[Collected data]
:::
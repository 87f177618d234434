//! Error types for the Cloud Databases client.
//!
//! # Design
//! The builder only ever produces three variants on its own:
//! `MissingParameters`, `InvalidParameter` and `UnknownOperation`. They are
//! raised before any executor call. Everything else comes from the executor
//! (`Transport`) or from decoding a response (`NotFound`, `HttpError`,
//! `DeserializationError`) and is forwarded without reclassification.

use thiserror::Error;

/// Errors returned by the builder, the dispatcher and response decoding.
#[derive(Debug, Error)]
pub enum ApiError {
    /// One or more required parameters were absent (or `null`). Names are
    /// listed in the order the operation declares them.
    #[error("Missing required parameters: {}", .0.join(", "))]
    MissingParameters(Vec<String>),

    /// A parameter was present but has a shape the request slot cannot take,
    /// e.g. an object substituted into a URL path segment.
    #[error("invalid value for parameter `{name}`: {reason}")]
    InvalidParameter { name: String, reason: String },

    /// No operation with this name exists in the operation table.
    #[error("unknown operation: {0}")]
    UnknownOperation(String),

    /// The server returned 404; the requested resource does not exist.
    #[error("resource not found")]
    NotFound,

    /// The server returned a non-2xx status other than 404.
    #[error("HTTP {status}: {body}")]
    HttpError { status: u16, body: String },

    /// The response body could not be deserialized into the expected type.
    #[error("deserialization failed: {0}")]
    DeserializationError(String),

    /// A caller-supplied value could not be serialized to JSON.
    #[error("serialization failed: {0}")]
    SerializationError(String),

    /// The executor failed before a response was produced.
    #[error("transport failed: {0}")]
    Transport(String),
}

impl ApiError {
    /// The missing parameter names when this is `MissingParameters`.
    pub fn missing_parameters(&self) -> Option<&[String]> {
        match self {
            ApiError::MissingParameters(names) => Some(names),
            _ => None,
        }
    }
}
:::
# [Prompt]
Count up the lines above that include the string "MissingParameters" and report nothing but that number.

# [Written response]
4